■ Task item
Please return only the lines from the one holding "POST /api ───────────────────────────────────────────────────" through the one holding "let mut report", exactly as they appear in the records below, both ends included.

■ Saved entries
- - - -
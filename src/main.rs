use std::sync::Arc;

use clap::Parser;
use tracing_subscriber::{fmt, EnvFilter};

mod config;
mod dataset;
mod handlers;
mod middleware;
mod server;
mod stats;

/// Shared application state available to every handler via `State<Arc<AppState>>`.
pub struct AppState {
    /// Immutable telemetry snapshot, loaded once before the listener binds.
    pub dataset: dataset::Dataset,
}

#[tokio::main]
async fn main() {
    let args = config::Args::parse();

    fmt()
        .with_env_filter(
            EnvFilter::try_from_default_env().unwrap_or_else(|_| EnvFilter::new("info")),
        )
        .init();

    // ── 1. Load the dataset ──────────────────────────────────────
    let path = args.dataset.display().to_string();
    let dataset = dataset::Dataset::load(&args.dataset).unwrap_or_else(|e| {
        tracing::error!(%path, error = %e, "cannot load dataset");
        std::process::exit(1);
    });
    if dataset.is_empty() {
        tracing::warn!(%path, "dataset is empty, every region will be reported as not found");
    }
    tracing::info!(
        %path,
        samples = dataset.len(),
        regions = dataset.region_count(),
        "dataset loaded"
    );

    // ── 2. Build shared state ────────────────────────────────────
    let state = Arc::new(AppState { dataset });

    // ── 3. Build Axum router ─────────────────────────────────────
    let app = server::create_router(state);

    // ── 4. Bind & serve ──────────────────────────────────────────
    let listener = tokio::net::TcpListener::bind(args.listen)
        .await
        .unwrap_or_else(|e| {
            tracing::error!(listen = %args.listen, error = %e, "cannot bind");
            std::process::exit(1);
        });

    tracing::info!(listen = %args.listen, "latency-pings listening");

    if let Err(e) = axum::serve(listener, app).await {
        tracing::error!(error = %e, "server exited with error");
        std::process::exit(1);
    }
}
pub mod timing;
use axum::{
    extract::{rejection::JsonRejection, State},
    Json,
};
use indexmap::IndexMap;
use serde::{Deserialize, Serialize};
use std::sync::Arc;

use crate::dataset::{Dataset, TelemetrySample};
use crate::stats;
use crate::AppState;

use super::AppError;

const P95: f64 = 0.95;

// ─── Request / response types ────────────────────────────────────

#[derive(Debug, Clone, Deserialize)]
pub struct LatencyRequest {
    pub regions: Vec<String>,
    /// Samples strictly above this count as breaches. Negative is allowed.
    pub threshold_ms: i64,
}

#[derive(Debug, Clone, Copy, PartialEq, Serialize)]
pub struct RegionMetrics {
    pub avg_latency: f64,
    pub p95_latency: f64,
    pub avg_uptime: f64,
    pub breaches: u64,
}

#[derive(Debug, Clone, PartialEq, Serialize)]
#[serde(untagged)]
pub enum RegionResult {
    Metrics(RegionMetrics),
    NotFound { error: &'static str },
}

impl RegionResult {
    pub const NOT_FOUND: Self = Self::NotFound {
        error: "Region not found",
    };
}

/// Region → result in first-insertion order. Re-inserting a region
/// replaces its value without moving it.
pub type RegionReport = IndexMap<String, RegionResult>;

// ─── POST /api ───────────────────────────────────────────────────

pub async fn region_stats(
    State(state): State<Arc<AppState>>,
    payload: Result<Json<LatencyRequest>, JsonRejection>,
) -> Result<Json<RegionReport>, AppError> {
    let Json(request) = payload?;

    let report = aggregate(&state.dataset, &request);
    tracing::debug!(
        requested = request.regions.len(),
        distinct = report.len(),
        threshold_ms = request.threshold_ms,
        "aggregated region stats"
    );

    Ok(Json(report))
}

// ─── Aggregation ─────────────────────────────────────────────────

/// Compute per-region metrics for every requested region, in input order.
pub fn aggregate(dataset: &Dataset, request: &LatencyRequest) -> RegionReport {
    let mut report = RegionReport::with_capacity(request.regions.len());

    for region in &request.regions {
        let samples = dataset.samples_for_region(region);
        let result = match region_metrics(samples, request.threshold_ms) {
            Some(metrics) => RegionResult::Metrics(metrics),
            None => RegionResult::NOT_FOUND,
        };
        report.insert(region.clone(), result);
    }

    report
}

/// `None` when `samples` is empty.
pub fn region_metrics(samples: &[TelemetrySample], threshold_ms: i64) -> Option<RegionMetrics> {
    if samples.is_empty() {
        return None;
    }

    let latencies: Vec<f64> = samples.iter().map(|s| s.latency_ms).collect();
    let uptimes: Vec<f64> = samples.iter().map(|s| s.uptime_percent).collect();

    let threshold = threshold_ms as f64;
    let breaches = latencies.iter().filter(|&&l| l > threshold).count() as u64;

    Some(RegionMetrics {
        avg_latency: stats::round2(stats::mean(&latencies)),
        p95_latency: stats::round2(stats::percentile(&latencies, P95)),
        avg_uptime: stats::round2(stats::mean(&uptimes)),
        breaches,
    })
}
- - - -
■ Exercise solution
// ─── POST /api ───────────────────────────────────────────────────

pub async fn region_stats(
    State(state): State<Arc<AppState>>,
    payload: Result<Json<LatencyRequest>, JsonRejection>,
) -> Result<Json<RegionReport>, AppError> {
    let Json(request) = payload?;

    let report = aggregate(&state.dataset, &request);
    tracing::debug!(
        requested = request.regions.len(),
        distinct = report.len(),
        threshold_ms = request.threshold_ms,
        "aggregated region stats"
    );

    Ok(Json(report))
}

// ─── Aggregation ─────────────────────────────────────────────────

/// Compute per-region metrics for every requested region, in input order.
pub fn aggregate(dataset: &Dataset, request: &LatencyRequest) -> RegionReport {
    let mut report = RegionReport::with_capacity(request.regions.len());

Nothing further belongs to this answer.